I- O funcionamento da faculdade de substituição do objecto do recurso nos termos do n. 2 do art. 51 da LPTA, parte do pressuposto de que tal objecto seja integrado por acto ou actos administrativos contenciosamente recorríveis e que o acto revogatório por substituição não só possua eficácia destrutiva dos efeitos do primeiro, como disponha ex novo, sobre a mesma matéria, sem que tenha havido alteração dos pressupostos de facto e da regulamentação jurídica na base da qual o primeiro foi tomado.
II- A expressão "extinção do recurso" constante dessa disposição legal, reporta-se à extinção do recurso, como consequência processual da revogação por substituição-impossibilidade superveniente, por perda do objecto, nos termos conjugados dos arts. 6 do
ETAF e art. 287, alínea e) do CPC, ex-vi do art. 1 da LPTA.
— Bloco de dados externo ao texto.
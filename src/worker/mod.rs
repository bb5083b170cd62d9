//! Worker side of the cluster
//!
//! A worker is this same binary re-executed by the master with a few
//! environment variables set. Their presence is what makes a process a worker.

pub mod handler;
pub mod runtime;

use std::os::fd::RawFd;

use crate::types::{ClusterError, Result, WorkerSlot};

pub use handler::{ConnectionHandler, EchoHandler};
pub use runtime::WorkerRuntime;

pub const ENV_WORKER_SLOT: &str = "STICKY_CLUSTER_WORKER_SLOT";
pub const ENV_WORKER_NAME: &str = "STICKY_CLUSTER_WORKER_NAME";
pub const ENV_WORKER_IPC_FD: &str = "STICKY_CLUSTER_WORKER_IPC_FD";

/// Identity of a worker process
#[derive(Debug, Clone, PartialEq, Eq)]
pub struct WorkerContext {
    pub slot: WorkerSlot,
    pub name: String,
    /// Channel descriptor inherited from the master (absent when standalone)
    pub ipc_fd: Option<RawFd>,
    /// Highest slot; runs the cluster's one-off background work
    pub is_primary: bool,
}

impl WorkerContext {
    /// Read the worker environment. `Ok(None)` means this process is not a worker.
    pub fn from_env(concurrency: usize) -> Result<Option<Self>> {
        Self::from_lookup(concurrency, |key| std::env::var(key).ok())
    }

    fn from_lookup(
        concurrency: usize,
        lookup: impl Fn(&str) -> Option<String>,
    ) -> Result<Option<Self>> {
        let Some(slot) = lookup(ENV_WORKER_SLOT) else {
            return Ok(None);
        };
        let slot: WorkerSlot = slot
            .parse()
            .map_err(|_| ClusterError::Config(format!("{}={:?} is not a slot", ENV_WORKER_SLOT, slot)))?;
        if slot as usize >= concurrency {
            return Err(ClusterError::Config(format!(
                "worker slot {} is outside a cluster of {}",
                slot, concurrency
            )));
        }

        let ipc_fd = lookup(ENV_WORKER_IPC_FD)
            .ok_or_else(|| ClusterError::Config(format!("{} is not set", ENV_WORKER_IPC_FD)))?;
        let ipc_fd: RawFd = ipc_fd.parse().map_err(|_| {
            ClusterError::Config(format!("{}={:?} is not a descriptor", ENV_WORKER_IPC_FD, ipc_fd))
        })?;

        Ok(Some(Self {
            slot,
            name: lookup(ENV_WORKER_NAME).unwrap_or_else(|| worker_name(slot)),
            ipc_fd: Some(ipc_fd),
            is_primary: slot as usize + 1 == concurrency,
        }))
    }

    /// Context for the single in-process server used when clustering is off
    pub fn standalone() -> Self {
        Self {
            slot: 0,
            name: "Main".to_string(),
            ipc_fd: None,
            is_primary: true,
        }
    }
}

/// Display name for a slot's worker
pub fn worker_name(slot: WorkerSlot) -> String {
    format!("Worker {}", slot + 1)
}

#[cfg(test)]
mod tests {
    use super::*;
    use std::collections::HashMap;

    fn lookup(vars: &[(&str, &str)]) -> impl Fn(&str) -> Option<String> {
        let vars: HashMap<String, String> = vars
            .iter()
            .map(|(k, v)| (k.to_string(), v.to_string()))
            .collect();
        move |key: &str| vars.get(key).cloned()
    }

    #[test]
    fn test_master_has_no_worker_env() {
        assert_eq!(WorkerContext::from_lookup(4, lookup(&[])).unwrap(), None);
    }

    #[test]
    fn test_worker_env() {
        let ctx = WorkerContext::from_lookup(
            4,
            lookup(&[(ENV_WORKER_SLOT, "3"), (ENV_WORKER_IPC_FD, "7")]),
        )
        .unwrap()
        .unwrap();

        assert_eq!(ctx.slot, 3);
        assert_eq!(ctx.ipc_fd, Some(7));
        assert_eq!(ctx.name, "Worker 4");
        assert!(ctx.is_primary);
    }

    #[test]
    fn test_only_last_slot_is_primary() {
        let ctx = WorkerContext::from_lookup(
            4,
            lookup(&[
                (ENV_WORKER_SLOT, "0"),
                (ENV_WORKER_IPC_FD, "5"),
                (ENV_WORKER_NAME, "edge"),
            ]),
        )
        .unwrap()
        .unwrap();
        assert!(!ctx.is_primary);
        assert_eq!(ctx.name, "edge");
    }

    #[test]
    fn test_bad_worker_env_is_config_error() {
        let out_of_range = WorkerContext::from_lookup(
            2,
            lookup(&[(ENV_WORKER_SLOT, "2"), (ENV_WORKER_IPC_FD, "5")]),
        );
        assert!(matches!(out_of_range, Err(ClusterError::Config(_))));

        let missing_fd = WorkerContext::from_lookup(2, lookup(&[(ENV_WORKER_SLOT, "1")]));
        assert!(matches!(missing_fd, Err(ClusterError::Config(_))));

        let garbage = WorkerContext::from_lookup(2, lookup(&[(ENV_WORKER_SLOT, "one")]));
        assert!(matches!(garbage, Err(ClusterError::Config(_))));
    }
}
III- Tendo o acordão da Secção, que não foi impugnado, decidido que o acto objecto do recurso não fora revogado por substituição por outro proferido na pendência do recurso, e, em conformidade com requerimento do recorrente, depois de nos autos lhe ter sido dado conhecimento do segundo acto, decidido também anular o acto contenciosamente impugnado, por vício que o recorrente lhe imputara, mas apenas em relação aos efeitos já produzidos, nos termos do art. 48 da LPTA, deve ser desatendido o pedido do recorrente, formulado por este após a notificação dessa decisão mas antes do seu trânsito em julgado, visando, com invocação do n. 2 do art. 51 da LPTA, obter a substituição do objecto do recurso, por sustentar, então, que o segundo acto revogara por substituição o que fora judicialmente anulado e estava inquinado do mesmo vício que fundamentara a anulação.